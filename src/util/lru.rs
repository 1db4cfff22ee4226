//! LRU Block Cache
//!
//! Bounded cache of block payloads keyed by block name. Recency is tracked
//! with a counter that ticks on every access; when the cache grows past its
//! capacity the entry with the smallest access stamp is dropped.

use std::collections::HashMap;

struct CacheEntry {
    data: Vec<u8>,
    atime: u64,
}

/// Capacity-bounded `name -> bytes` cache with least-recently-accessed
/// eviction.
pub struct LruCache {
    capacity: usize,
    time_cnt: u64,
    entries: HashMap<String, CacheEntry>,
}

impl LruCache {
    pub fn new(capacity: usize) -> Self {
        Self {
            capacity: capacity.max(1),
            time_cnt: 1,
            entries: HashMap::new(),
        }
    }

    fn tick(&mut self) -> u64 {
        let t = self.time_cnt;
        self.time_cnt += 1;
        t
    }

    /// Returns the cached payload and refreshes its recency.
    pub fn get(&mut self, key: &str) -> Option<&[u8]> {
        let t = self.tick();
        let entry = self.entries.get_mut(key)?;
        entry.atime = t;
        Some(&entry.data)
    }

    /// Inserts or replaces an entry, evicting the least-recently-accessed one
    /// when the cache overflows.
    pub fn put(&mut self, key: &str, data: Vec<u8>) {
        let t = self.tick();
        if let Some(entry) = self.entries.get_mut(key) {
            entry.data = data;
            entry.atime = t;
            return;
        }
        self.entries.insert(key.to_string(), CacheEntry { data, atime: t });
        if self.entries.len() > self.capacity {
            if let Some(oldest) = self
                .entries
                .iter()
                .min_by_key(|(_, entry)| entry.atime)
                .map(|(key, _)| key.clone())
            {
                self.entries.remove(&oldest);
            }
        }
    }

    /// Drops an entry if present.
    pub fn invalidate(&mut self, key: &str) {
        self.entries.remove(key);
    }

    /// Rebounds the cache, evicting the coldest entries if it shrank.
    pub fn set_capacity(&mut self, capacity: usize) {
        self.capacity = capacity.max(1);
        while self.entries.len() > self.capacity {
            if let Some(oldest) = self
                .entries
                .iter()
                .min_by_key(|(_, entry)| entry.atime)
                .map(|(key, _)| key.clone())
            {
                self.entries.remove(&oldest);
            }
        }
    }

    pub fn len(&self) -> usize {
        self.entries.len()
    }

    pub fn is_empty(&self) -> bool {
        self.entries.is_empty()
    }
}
· · ·
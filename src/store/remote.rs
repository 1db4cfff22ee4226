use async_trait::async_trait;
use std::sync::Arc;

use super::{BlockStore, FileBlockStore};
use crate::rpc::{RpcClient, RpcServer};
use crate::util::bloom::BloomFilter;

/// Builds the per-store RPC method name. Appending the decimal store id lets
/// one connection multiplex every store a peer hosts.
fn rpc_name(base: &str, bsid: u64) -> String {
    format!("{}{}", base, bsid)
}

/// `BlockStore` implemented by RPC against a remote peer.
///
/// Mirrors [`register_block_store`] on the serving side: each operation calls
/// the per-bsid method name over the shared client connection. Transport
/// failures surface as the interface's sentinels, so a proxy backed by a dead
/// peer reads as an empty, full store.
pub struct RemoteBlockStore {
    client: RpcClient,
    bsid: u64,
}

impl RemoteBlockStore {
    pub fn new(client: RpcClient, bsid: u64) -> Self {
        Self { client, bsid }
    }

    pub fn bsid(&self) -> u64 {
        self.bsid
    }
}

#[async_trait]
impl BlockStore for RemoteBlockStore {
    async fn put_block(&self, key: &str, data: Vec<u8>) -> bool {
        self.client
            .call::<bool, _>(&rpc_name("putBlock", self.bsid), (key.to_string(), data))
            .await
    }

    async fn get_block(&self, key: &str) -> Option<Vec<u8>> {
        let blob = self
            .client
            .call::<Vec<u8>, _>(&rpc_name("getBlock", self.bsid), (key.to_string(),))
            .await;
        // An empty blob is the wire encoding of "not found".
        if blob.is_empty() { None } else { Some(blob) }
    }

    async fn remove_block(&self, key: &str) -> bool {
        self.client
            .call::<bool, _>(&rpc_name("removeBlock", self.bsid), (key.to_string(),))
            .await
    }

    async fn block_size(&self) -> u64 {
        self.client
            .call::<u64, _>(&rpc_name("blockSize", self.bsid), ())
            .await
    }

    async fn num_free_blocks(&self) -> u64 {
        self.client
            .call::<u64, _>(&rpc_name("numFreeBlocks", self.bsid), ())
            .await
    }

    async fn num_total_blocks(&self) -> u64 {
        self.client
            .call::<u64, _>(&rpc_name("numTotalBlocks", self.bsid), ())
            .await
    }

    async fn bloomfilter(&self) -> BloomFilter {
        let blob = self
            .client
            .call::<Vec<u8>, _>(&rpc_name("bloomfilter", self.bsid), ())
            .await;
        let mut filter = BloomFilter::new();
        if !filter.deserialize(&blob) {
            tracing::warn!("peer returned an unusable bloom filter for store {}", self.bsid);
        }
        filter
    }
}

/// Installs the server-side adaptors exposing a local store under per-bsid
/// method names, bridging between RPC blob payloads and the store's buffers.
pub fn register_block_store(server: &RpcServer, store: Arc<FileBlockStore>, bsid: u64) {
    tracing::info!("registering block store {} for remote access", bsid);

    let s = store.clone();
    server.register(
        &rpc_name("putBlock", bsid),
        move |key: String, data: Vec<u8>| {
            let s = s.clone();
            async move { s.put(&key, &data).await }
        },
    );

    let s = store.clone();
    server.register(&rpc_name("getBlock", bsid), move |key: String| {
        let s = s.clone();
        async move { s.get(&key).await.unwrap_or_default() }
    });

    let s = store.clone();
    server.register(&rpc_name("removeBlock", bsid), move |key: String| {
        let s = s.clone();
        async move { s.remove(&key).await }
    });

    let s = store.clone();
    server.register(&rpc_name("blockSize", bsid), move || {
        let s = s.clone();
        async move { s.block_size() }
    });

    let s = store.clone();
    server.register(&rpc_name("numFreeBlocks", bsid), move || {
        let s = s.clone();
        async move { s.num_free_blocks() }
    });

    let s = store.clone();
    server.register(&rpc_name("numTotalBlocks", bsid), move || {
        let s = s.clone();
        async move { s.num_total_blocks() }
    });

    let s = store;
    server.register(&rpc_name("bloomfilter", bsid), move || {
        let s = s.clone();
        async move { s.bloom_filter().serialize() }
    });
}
· · ·
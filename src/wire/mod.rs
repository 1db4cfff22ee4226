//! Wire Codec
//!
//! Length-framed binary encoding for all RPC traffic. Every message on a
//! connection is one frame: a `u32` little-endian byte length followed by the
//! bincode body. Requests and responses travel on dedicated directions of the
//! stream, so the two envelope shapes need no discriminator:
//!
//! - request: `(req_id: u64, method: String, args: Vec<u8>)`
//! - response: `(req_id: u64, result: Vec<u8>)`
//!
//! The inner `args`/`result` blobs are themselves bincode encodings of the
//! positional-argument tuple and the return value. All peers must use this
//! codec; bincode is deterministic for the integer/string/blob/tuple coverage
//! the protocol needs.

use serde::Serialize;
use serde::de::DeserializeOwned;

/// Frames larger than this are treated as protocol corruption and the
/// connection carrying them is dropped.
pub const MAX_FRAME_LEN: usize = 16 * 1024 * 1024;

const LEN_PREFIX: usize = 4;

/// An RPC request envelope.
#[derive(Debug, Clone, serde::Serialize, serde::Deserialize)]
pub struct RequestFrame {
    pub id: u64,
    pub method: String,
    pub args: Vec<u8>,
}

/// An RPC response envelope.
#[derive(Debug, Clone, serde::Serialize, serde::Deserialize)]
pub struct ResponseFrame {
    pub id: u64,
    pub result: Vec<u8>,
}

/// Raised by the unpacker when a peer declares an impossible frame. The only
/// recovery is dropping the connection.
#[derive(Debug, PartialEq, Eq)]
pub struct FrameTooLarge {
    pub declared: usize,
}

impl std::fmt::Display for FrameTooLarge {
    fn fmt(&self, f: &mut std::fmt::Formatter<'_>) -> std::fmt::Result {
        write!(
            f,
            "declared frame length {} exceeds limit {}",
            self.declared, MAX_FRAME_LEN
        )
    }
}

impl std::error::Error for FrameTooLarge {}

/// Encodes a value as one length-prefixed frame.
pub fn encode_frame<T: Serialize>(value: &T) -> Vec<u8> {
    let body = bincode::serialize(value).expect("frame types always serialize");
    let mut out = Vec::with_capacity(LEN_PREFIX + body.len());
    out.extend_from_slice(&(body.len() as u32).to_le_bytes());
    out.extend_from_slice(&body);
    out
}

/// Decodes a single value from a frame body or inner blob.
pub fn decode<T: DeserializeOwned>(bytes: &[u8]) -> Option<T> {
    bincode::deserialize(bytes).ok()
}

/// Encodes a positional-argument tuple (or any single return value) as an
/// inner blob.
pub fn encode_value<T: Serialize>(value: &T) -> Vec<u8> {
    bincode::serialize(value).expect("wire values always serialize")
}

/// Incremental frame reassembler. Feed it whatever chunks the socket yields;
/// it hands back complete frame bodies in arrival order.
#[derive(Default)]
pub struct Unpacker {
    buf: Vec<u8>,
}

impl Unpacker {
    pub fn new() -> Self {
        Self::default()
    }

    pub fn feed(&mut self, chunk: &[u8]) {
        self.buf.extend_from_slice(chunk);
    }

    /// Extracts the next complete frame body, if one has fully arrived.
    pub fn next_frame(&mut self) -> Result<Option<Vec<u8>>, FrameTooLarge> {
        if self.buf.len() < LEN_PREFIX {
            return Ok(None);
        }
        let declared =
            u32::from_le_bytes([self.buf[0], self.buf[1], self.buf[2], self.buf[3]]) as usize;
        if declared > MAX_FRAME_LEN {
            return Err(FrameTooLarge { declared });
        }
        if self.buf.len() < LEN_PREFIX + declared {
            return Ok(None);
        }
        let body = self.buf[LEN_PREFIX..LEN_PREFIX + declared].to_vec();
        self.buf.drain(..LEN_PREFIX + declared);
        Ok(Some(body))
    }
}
· · ·
Could you restate word for word the lines above, from the one that contains "in arrival order." through the one that contains "pub fn feed(&mut", and no others?

/// it hands back complete frame bodies in arrival order.
#[derive(Default)]
pub struct Unpacker {
    buf: Vec<u8>,
}

impl Unpacker {
    pub fn new() -> Self {
        Self::default()
    }

    pub fn feed(&mut self, chunk: &[u8]) {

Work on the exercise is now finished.